[Records from a collection]
----------
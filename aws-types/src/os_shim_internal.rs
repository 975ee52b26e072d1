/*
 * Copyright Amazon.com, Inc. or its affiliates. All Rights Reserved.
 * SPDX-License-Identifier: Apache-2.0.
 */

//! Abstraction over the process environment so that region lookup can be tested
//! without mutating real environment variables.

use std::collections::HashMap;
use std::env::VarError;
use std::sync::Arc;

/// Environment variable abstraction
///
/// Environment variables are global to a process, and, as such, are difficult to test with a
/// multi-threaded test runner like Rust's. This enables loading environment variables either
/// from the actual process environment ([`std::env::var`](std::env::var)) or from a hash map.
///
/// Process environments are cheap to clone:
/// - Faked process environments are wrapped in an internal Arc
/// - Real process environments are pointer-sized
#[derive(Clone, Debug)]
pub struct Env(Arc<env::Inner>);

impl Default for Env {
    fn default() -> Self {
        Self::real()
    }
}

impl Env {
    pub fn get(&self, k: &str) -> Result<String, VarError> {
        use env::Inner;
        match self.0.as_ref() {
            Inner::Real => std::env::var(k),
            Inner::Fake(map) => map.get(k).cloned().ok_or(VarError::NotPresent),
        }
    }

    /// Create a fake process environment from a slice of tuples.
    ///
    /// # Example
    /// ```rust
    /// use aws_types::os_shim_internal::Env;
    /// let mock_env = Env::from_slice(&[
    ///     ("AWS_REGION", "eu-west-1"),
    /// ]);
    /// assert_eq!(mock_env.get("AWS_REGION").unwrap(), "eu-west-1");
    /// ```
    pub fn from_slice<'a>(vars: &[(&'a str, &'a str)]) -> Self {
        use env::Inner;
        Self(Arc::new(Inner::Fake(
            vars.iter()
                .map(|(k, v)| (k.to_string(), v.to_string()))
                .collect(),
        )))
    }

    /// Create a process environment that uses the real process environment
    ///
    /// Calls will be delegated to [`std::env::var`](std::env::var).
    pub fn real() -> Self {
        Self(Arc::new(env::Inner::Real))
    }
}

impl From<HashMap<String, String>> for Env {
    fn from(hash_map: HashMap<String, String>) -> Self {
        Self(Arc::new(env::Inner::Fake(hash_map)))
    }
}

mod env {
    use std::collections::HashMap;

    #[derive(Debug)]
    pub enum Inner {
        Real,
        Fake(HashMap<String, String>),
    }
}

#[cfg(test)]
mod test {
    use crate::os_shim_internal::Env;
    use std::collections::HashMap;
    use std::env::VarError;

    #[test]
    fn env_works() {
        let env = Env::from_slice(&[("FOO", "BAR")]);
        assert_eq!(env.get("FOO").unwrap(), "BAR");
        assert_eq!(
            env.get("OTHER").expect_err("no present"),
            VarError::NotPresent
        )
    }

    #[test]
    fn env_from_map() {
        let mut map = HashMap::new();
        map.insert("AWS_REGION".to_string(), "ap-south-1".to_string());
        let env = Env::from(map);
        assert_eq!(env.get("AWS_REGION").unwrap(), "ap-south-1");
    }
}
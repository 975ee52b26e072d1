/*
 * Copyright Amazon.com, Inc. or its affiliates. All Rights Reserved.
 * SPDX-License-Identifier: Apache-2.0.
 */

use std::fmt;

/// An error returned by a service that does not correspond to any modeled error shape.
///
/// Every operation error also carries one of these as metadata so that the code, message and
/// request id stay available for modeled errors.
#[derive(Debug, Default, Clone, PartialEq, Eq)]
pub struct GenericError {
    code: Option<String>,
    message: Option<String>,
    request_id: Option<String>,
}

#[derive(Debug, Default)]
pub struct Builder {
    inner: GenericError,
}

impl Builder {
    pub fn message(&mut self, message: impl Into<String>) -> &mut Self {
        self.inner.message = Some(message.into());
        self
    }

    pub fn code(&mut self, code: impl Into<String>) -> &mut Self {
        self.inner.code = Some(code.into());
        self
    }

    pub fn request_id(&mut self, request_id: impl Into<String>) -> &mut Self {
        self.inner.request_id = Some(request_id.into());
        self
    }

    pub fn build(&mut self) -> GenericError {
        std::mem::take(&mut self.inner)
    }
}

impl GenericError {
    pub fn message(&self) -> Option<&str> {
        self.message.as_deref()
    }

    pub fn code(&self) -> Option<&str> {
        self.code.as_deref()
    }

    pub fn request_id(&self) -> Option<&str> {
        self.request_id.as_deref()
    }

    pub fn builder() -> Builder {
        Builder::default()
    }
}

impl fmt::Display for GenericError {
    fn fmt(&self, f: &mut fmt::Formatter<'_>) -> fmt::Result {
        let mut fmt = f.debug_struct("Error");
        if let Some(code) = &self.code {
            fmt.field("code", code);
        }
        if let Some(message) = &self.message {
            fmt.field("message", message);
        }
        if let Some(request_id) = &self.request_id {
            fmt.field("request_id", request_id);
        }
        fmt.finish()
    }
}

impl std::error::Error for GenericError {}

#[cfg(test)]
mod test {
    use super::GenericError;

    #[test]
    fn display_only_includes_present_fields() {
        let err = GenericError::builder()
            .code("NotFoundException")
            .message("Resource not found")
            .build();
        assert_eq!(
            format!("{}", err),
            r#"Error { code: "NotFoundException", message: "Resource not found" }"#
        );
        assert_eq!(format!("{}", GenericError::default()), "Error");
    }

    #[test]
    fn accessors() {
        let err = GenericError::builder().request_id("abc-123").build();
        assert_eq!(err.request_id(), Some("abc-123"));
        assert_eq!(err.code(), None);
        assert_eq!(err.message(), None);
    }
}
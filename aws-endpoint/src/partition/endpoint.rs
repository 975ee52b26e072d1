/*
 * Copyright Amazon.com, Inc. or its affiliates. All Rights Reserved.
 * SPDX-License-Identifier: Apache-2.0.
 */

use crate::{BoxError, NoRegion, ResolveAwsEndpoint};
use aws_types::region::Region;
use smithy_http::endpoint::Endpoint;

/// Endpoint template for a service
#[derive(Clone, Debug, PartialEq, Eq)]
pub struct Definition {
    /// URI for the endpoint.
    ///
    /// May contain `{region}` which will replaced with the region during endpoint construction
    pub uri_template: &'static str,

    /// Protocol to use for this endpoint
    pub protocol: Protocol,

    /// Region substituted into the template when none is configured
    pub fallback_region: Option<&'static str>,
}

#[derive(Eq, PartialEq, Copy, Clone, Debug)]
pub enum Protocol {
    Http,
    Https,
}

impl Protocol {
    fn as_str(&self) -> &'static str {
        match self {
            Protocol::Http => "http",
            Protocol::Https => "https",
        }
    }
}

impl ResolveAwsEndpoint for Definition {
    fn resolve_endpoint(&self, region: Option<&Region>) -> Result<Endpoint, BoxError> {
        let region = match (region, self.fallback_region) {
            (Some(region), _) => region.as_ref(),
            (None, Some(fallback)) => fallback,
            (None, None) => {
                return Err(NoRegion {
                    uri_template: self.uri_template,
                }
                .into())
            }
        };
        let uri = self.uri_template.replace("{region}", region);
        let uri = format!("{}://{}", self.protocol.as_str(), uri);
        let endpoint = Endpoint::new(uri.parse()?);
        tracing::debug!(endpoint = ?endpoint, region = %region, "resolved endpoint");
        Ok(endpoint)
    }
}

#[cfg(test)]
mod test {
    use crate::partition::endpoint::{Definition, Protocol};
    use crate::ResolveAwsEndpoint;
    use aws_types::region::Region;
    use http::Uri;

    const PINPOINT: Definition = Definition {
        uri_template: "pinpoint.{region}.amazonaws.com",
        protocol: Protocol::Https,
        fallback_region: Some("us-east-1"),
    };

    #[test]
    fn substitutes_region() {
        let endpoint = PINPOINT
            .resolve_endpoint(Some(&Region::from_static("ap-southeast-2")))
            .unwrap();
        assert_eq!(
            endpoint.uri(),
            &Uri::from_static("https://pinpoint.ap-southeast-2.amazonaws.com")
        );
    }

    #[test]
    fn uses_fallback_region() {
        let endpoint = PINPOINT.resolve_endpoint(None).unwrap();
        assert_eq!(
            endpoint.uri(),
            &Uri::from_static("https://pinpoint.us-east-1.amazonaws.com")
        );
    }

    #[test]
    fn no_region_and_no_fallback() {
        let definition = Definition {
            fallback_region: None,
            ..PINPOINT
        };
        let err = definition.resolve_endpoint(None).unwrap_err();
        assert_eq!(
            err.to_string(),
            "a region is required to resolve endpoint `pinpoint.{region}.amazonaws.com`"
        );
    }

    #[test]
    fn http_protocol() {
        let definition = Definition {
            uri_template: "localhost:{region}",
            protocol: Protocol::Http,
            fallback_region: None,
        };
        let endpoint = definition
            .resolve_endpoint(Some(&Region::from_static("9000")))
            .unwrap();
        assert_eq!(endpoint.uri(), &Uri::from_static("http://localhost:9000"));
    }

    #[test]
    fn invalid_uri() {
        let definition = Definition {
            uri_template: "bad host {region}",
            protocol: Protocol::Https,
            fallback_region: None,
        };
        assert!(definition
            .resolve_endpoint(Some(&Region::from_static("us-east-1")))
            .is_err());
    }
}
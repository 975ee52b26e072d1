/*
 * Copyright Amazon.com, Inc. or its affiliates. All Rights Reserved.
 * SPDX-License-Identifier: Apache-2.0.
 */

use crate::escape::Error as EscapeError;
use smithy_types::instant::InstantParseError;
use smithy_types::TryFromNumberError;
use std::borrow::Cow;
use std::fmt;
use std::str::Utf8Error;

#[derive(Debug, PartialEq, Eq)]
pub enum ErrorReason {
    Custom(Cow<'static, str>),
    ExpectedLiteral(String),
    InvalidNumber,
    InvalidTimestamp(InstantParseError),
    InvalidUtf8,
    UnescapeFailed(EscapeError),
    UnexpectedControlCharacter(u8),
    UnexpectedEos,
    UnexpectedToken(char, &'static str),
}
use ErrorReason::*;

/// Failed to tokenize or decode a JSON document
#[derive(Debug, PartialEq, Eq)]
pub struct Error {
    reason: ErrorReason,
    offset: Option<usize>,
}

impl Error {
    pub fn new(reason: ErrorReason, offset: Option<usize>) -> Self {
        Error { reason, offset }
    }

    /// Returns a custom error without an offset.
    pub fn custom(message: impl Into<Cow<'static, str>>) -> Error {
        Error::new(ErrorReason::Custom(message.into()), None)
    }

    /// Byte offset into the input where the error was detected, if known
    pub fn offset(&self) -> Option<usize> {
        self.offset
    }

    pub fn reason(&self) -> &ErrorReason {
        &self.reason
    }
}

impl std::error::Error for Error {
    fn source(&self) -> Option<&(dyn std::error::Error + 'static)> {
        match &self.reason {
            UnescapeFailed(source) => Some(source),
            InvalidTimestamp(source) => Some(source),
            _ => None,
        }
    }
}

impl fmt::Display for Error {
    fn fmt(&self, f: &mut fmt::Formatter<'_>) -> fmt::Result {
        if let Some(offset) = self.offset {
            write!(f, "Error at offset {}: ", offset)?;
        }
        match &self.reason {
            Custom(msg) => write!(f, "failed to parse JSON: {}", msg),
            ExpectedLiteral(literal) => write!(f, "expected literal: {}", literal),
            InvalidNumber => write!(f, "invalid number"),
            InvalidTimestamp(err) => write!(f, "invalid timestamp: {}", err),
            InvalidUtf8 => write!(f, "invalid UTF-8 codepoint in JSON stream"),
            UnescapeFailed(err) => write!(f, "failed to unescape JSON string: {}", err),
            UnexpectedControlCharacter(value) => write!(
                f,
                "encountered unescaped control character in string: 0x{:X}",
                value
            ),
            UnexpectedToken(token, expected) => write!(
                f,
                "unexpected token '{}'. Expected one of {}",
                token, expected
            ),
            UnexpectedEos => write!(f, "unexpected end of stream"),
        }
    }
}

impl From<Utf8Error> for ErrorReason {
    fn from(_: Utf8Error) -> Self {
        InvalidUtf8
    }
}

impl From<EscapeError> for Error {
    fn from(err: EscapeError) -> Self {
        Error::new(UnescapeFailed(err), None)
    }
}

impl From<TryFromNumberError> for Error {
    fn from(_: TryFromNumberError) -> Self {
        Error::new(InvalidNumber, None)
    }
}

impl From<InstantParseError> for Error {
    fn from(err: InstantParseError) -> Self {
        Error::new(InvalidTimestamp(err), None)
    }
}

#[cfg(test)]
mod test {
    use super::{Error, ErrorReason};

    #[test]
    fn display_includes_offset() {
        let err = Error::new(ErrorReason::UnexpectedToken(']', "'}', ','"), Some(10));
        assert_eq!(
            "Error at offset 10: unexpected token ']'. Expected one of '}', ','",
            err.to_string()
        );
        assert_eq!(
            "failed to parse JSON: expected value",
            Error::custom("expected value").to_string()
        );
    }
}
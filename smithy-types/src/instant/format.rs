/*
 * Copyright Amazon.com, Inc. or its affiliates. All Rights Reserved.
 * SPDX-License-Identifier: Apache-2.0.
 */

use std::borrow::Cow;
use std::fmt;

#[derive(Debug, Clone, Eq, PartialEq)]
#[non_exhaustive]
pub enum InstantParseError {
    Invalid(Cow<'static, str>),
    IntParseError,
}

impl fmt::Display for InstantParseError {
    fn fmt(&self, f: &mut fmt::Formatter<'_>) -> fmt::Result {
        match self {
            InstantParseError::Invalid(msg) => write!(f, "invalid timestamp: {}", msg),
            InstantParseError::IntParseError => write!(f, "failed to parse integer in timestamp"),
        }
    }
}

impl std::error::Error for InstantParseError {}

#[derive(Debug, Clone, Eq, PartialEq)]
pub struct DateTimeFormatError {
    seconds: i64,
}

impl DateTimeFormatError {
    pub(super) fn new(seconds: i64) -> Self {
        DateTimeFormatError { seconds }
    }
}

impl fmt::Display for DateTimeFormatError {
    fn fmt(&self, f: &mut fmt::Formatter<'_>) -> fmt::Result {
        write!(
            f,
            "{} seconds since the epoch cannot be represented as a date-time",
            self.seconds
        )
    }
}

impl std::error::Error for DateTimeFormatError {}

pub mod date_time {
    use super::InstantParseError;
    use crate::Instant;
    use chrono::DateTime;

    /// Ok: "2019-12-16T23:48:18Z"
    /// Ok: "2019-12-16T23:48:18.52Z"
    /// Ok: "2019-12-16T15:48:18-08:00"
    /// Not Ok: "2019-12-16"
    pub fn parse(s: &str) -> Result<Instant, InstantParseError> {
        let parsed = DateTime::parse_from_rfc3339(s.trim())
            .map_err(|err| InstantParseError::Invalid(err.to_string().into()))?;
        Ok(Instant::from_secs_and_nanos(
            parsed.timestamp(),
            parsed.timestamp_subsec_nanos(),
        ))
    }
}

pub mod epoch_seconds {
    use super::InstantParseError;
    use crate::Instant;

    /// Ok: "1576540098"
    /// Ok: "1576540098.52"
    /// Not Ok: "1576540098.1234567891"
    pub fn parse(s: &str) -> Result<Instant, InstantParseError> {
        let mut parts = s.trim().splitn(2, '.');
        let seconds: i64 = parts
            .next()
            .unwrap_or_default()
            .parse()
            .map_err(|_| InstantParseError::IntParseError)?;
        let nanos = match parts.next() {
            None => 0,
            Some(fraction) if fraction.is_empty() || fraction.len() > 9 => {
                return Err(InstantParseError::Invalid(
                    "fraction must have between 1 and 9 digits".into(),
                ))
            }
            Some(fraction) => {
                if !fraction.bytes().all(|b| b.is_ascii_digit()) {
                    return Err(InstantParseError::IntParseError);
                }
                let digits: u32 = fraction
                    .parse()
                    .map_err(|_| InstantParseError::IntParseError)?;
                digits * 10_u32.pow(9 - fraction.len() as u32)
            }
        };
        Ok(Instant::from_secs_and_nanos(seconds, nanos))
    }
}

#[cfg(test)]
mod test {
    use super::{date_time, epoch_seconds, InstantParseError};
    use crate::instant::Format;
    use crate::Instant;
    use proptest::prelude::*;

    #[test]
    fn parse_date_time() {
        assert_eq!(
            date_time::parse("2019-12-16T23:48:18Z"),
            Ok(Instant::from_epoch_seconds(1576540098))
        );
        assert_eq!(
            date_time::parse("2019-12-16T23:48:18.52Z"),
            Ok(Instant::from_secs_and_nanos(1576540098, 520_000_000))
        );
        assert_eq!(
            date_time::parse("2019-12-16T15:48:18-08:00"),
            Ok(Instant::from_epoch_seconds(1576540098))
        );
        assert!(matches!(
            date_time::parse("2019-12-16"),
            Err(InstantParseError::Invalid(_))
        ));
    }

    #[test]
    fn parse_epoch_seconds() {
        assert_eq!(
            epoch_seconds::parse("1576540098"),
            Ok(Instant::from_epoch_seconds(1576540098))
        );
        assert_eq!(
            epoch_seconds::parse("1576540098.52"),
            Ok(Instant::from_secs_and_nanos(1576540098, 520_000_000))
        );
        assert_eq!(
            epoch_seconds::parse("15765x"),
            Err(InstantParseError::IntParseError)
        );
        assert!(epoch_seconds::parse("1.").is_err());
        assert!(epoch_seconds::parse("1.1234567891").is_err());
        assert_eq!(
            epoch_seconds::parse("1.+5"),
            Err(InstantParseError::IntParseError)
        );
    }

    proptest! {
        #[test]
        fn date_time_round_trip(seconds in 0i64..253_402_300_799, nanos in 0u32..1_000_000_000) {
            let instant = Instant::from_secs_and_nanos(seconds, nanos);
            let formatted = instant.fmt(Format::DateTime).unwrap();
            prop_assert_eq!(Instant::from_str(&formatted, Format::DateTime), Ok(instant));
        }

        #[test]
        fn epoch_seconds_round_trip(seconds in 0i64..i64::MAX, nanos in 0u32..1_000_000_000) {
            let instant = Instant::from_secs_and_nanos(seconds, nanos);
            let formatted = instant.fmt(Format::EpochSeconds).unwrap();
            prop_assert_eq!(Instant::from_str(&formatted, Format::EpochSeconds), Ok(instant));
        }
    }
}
----------
> THE PROBLEM:
Report each line of the entries where the word "digits" occurs.

> WRITTEN ANSWER:
                    "fraction must have between 1 and 9 digits".into(),
                let digits: u32 = fraction
                digits * 10_u32.pow(9 - fraction.len() as u32)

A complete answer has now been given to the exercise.